Terörle Mücadele Kanunu Meclisten geçti.
Halkın iktidarı, halkın tepki gösterdiği bir “yasa”yı Meclisten geçirdi.
Bahaneye bak:
“Silahlı kuvvetler istedi, yaptık.”
Bunu hükümet adına Devlet Bakanı Cemil Çiçek söylüyor.
Çiçek “ihtiyaç”tan bahsediyor.
Sanki, bu millete ihtiyacı yokmuş gibi.
Sonra “denge” diyor. Bu “yasa”nın onaylanmasıyla bir dengesizlik olacağını görmüyor mu? Bir yanda “kamu düzenini sağlamak..”
Diğer yanda “hak ve özgürlükleri temin altına almak”tan bahsediyor.
Diyor ki, “Irak’ta özgürlük var mı?”
İşte buna, “ölümü gösterip sıtmaya razı etmek” derler.
Siyasî analizi diğer arkadaşlara bırakıp, ben kanun geçmeden önce, televizyona yansıyan bazı olayları alt alta koyayım.
Danıştay’a yapılan saldırı... Malûm, bu kanlı provokasyon Türkiye’yi günlerce meşgul etti.
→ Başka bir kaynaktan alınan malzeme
//! Prediction output in the `id,target` submission layout.

use std::fs::File;
use std::io::Write;
use std::path::Path;

use csv::Writer;
use tracing::info;

use crate::error::{FlareError, Result};
use crate::ml::check_binary_labels;

/// Write `id,target` rows to `path`, one per id.
///
/// # Errors
///
/// Returns [`FlareError::InvalidLabel`] if the lengths differ or a label is
/// not 0 or 1.
pub fn write_submission<P: AsRef<Path>, S: AsRef<str>>(
    path: P,
    ids: &[S],
    labels: &[u8],
) -> Result<()> {
    let path = path.as_ref();
    check_rows(ids.len(), labels)?;
    write_submission_to(File::create(path)?, ids, labels)?;
    info!(path = %path.display(), rows = ids.len(), "wrote submission");
    Ok(())
}

/// Write `id,target` rows to any writer.
pub fn write_submission_to<W: Write, S: AsRef<str>>(
    writer: W,
    ids: &[S],
    labels: &[u8],
) -> Result<()> {
    check_rows(ids.len(), labels)?;

    let mut writer = Writer::from_writer(writer);
    writer.write_record(["id", "target"])?;
    for (id, label) in ids.iter().zip(labels) {
        let label = label.to_string();
        writer.write_record([id.as_ref(), label.as_str()])?;
    }
    writer.flush()?;
    Ok(())
}

fn check_rows(ids: usize, labels: &[u8]) -> Result<()> {
    if ids != labels.len() {
        return Err(FlareError::invalid_label(format!(
            "{} labels for {ids} ids",
            labels.len()
        )));
    }
    check_binary_labels(labels)
}

#[cfg(test)]
mod tests {
    use tempfile::TempDir;

    use super::*;

    #[test]
    fn test_write_submission_to() {
        let mut buffer = Vec::new();
        write_submission_to(&mut buffer, &["0", "2", "3"], &[1, 0, 1]).unwrap();
        assert_eq!(String::from_utf8(buffer).unwrap(), "id,target\n0,1\n2,0\n3,1\n");
    }

    #[test]
    fn test_write_submission_file() {
        let dir = TempDir::new().unwrap();
        let path = dir.path().join("submission.csv");
        write_submission(&path, &["10".to_string()], &[0]).unwrap();
        assert_eq!(std::fs::read_to_string(&path).unwrap(), "id,target\n10,0\n");
    }

    #[test]
    fn test_bad_labels_leave_existing_file() {
        let dir = TempDir::new().unwrap();
        let path = dir.path().join("submission.csv");
        write_submission(&path, &["10"], &[1]).unwrap();

        assert!(matches!(
            write_submission(&path, &["10", "11"], &[1]),
            Err(FlareError::InvalidLabel(_))
        ));
        assert!(matches!(
            write_submission(&path, &["10"], &[3]),
            Err(FlareError::InvalidLabel(_))
        ));
        assert_eq!(std::fs::read_to_string(&path).unwrap(), "id,target
10,1
");
    }

    #[test]
    fn test_rejects_bad_labels() {
        let mut buffer = Vec::new();
        assert!(matches!(
            write_submission_to(&mut buffer, &["1", "2"], &[1]),
            Err(FlareError::InvalidLabel(_))
        ));
        assert!(matches!(
            write_submission_to(&mut buffer, &["1"], &[4]),
            Err(FlareError::InvalidLabel(_))
        ));
    }
}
Adeta, TMK’ya zemin hazırlandı.
Hatta, “Hacı” dizisinde geçen bazı sanhelerin “Danıştay” saldırısıyla “benzerlikler” göstermesi enteresan.
Zira bu dizide; tetikçiyi canlandıran ve sözde “İlâhî Adalet Örgütü”e mensup Ahmet Gesili, eline silâh alıyor ve “çağdaş” bir karakteri “temizliyor.” Tıpkı “danıştay”a yapılan saldırının bir benzeri gibi.
Sonra dizide “vur” emrini veren “tarikat lideri” tutuklanıyor. Aynen onun gibi 80 yaşındaki Şeyh Salih Hoca gözaltına alınıyor. Dizide yazılan senaryo, gerçek hayatta aynen tatbik ediliyor. Tuhaf. Hem de çok tuhaf.
Senaryo bununla bitmiyor tabiî ki:
Kanaltürk’te Merdan Yanardağ’ın hazırladığı “Yolsuzluk ve Yoksulluk” programında Nurettin Veren adlı bir kimse, eskiden mensup olduğu bir cemaat ve lideri hakkında verdi veriştirdi. Kendini ihbar etti. Yetmedi savcılara “suç duyurusu”nda bulundu.
Tam da TMK’nın arefesinde. Emin Çölaşan gibileri de savcılara “Daha ne duruyorsunuz?” diyerek “ihbar”ın değerlendirilmesi çağrısında bulunuyor.
Türkiye’deki olaylara baktığınızda hiçbirinin “tesadüfi” olmadığını, hatta her birisinin zincirleme, birbiriyle irtibatlı olduğunu görürsünüz.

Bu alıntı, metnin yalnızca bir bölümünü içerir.